Glad to see somebody brought up Jurgenson. Before coming to Duke, he played in the NC prep all-star game -- in basketball, not football. Lot of two-sport stars in that area -- his contemporary, Roman Gabriel, played freshman basketball at NC State.

More recently, Ed Newman was not only a two-way player for McGee in football, he was also the ACC wrestling champion. The most unusual two-spot mix might have been a football player who was also an ACC fencing champion (was that Denis Turner?)

PS Jim Sumner is absolutely right about Jackson intercepting Bunce and not Plunkett in 1971. His TD on the interception return was the winning margin in Duke's 9-3 win. Despite the loss, Bunce led Stanford back to the Rose Bowl and to a second straight Rose Bowl victory that season.

BTW That 1971 Duke team is a great story -- from all the two-way players (Searl at FS/QB; Jackson at CB/TB; Newman at OT/DT; Clayton at OT/DT) -- to the injury to Steve Jones to the heartbreaking story behind the injury to PK Dave Wright -- which cost Duke a season. Just the story behind that 3-0 Oyster Bowl loss to Clemson would be worthy of an epic poet.

77devil
04-17-2008, 09:59 PM
Mr. Christian Adolph Jurgensen. Best pure passer I ever saw.

He was pretty good holding court for the Georgetown coeds at Pall Mall back in the day.

Abraxas
05-07-2008, 01:56 PM
A Duke recruit for the 2008-9 Duke Women's Fencing team (Fr) already has:

"At [age] 16, she becomes the youngest Senior World Champion in history.

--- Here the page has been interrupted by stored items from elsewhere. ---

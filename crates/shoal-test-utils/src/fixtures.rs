//! Reusable arena test fixtures.
//!
//! - [`DropCounter`] / [`Tracked`]: count destructor runs.
//! - [`ConstructFailed`]: error returned by fallible test constructors.
//! - [`Aligned64`]: a type stricter than the default arena alignment.
//! - [`fragmented_arena`]: an arena whose free list holds given sizes.

use std::ptr::NonNull;
use std::sync::atomic::{AtomicUsize, Ordering};
use std::sync::Arc;

use shoal_arena::Arena;
use shoal_core::{AllocationStrategy, ArenaConfig};

/// Shared counter of [`Tracked`] drops.
#[derive(Clone, Debug, Default)]
pub struct DropCounter(Arc<AtomicUsize>);

impl DropCounter {
    pub fn new() -> Self {
        Self::default()
    }

    /// A value that bumps this counter when dropped.
    pub fn track<T>(&self, value: T) -> Tracked<T> {
        Tracked {
            value,
            drops: Arc::clone(&self.0),
        }
    }

    pub fn drops(&self) -> usize {
        self.0.load(Ordering::SeqCst)
    }
}

/// Wraps a value and records its drop in a [`DropCounter`].
#[derive(Debug)]
pub struct Tracked<T> {
    pub value: T,
    drops: Arc<AtomicUsize>,
}

impl<T> Drop for Tracked<T> {
    fn drop(&mut self) {
        self.drops.fetch_add(1, Ordering::SeqCst);
    }
}

/// Error produced by constructors that fail on purpose.
#[derive(Clone, Debug, PartialEq, Eq)]
pub struct ConstructFailed(pub &'static str);

impl std::fmt::Display for ConstructFailed {
    fn fmt(&self, f: &mut std::fmt::Formatter<'_>) -> std::fmt::Result {
        write!(f, "construction failed: {}", self.0)
    }
}

impl std::error::Error for ConstructFailed {}

/// Over-aligned payload for alignment-mismatch tests.
#[derive(Clone, Copy, Debug, Default, PartialEq, Eq)]
#[repr(align(64))]
pub struct Aligned64(pub u64);

/// Capacity used by [`fragmented_arena`].
pub const FRAGMENTED_CAPACITY: usize = 4096;

/// Build an arena (alignment 1) whose free list contains blocks of exactly
/// `sizes`, in that order, with every other byte allocated.
///
/// Returns the arena and the data pointer of each hole, so callers can
/// check which hole a strategy picked.
///
/// # Panics
///
/// Panics if `sizes` do not fit in [`FRAGMENTED_CAPACITY`].
#[allow(unsafe_code)]
pub fn fragmented_arena(strategy: AllocationStrategy, sizes: &[usize]) -> (Arena, Vec<NonNull<u8>>) {
    let config = ArenaConfig::new(FRAGMENTED_CAPACITY)
        .with_alignment(1)
        .with_strategy(strategy);
    let arena = Arena::new(config).expect("fixture config is valid");

    let mut holes = Vec::with_capacity(sizes.len());
    for &size in sizes {
        holes.push(arena.allocate(size).expect("hole fits in fixture arena"));
        // Separator keeps neighbouring holes from coalescing.
        arena.allocate(1).expect("separator fits in fixture arena");
    }
    arena
        .allocate(arena.largest_free_block())
        .expect("tail block is allocatable");

    // Freed blocks go to the list head, so release in reverse.
    for hole in holes.iter().rev() {
        // SAFETY: each hole was just allocated from `arena` and has no
        // outstanding references.
        unsafe { arena.deallocate(hole.as_ptr()) }.expect("hole is a live block");
    }
    (arena, holes)
}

She becomes the only fencer to ever win the Cadet, Junior and Senior World Championships in a single season. Her Cadet and Junior victories came at the 2006 Cadet/Junior World Champion-ships in Taebaek City, Korea, in April.

She became the only fencer to simultaneously hold all five possible World Championship gold medals (her three individual medals, plus the 2006 Junior Team World Championship and the Senior Team World Championship from Leipzig in the 2005 Senior World Championships). "

She is competing in Beijing 2008, and is currently ranked #2 in the world entering into the Olympics.

http://en.wikipedia.org/wiki/Rebecca_Ward

http://www.oregonlive.com/olympics/oregonian/index.ssf?/base/sports/1209439544120880.xml&coll=7

http://www.theregalcourier.com/sports/story.php?story_id=116067173264508300

I also know (and have fenced) a very good Men's Epee recruit for the same class with significant international experience including a Panamerican Cadet medal, but he is not in the same league.

JasonEvans
05-07-2008, 02:28 PM
This thread is sexist. What about Nancy Hogshead (http://en.wikipedia.org/wiki/Nancy_Hogshead)?

-Jason

sagegrouse
05-07-2008, 02:34 PM
When I was trying my hand track in the early 60s, the guy people mentioned as a fabulous athlete was Joel Shankle. He won the bronze at the Melbourne Olympics (1956) and was ACC Athlete of the Year in 1954.

I never met or saw Shankle, although Dave Sime, who was in med school and just back from the Rome Olympics, used to come down to the track from time to time. Shy, but a really nice guy. Trivia time: Dave is the father-in-law of former Bronco/Giants/Stanford wide receiver Ed McCafferty -- Billy's brother.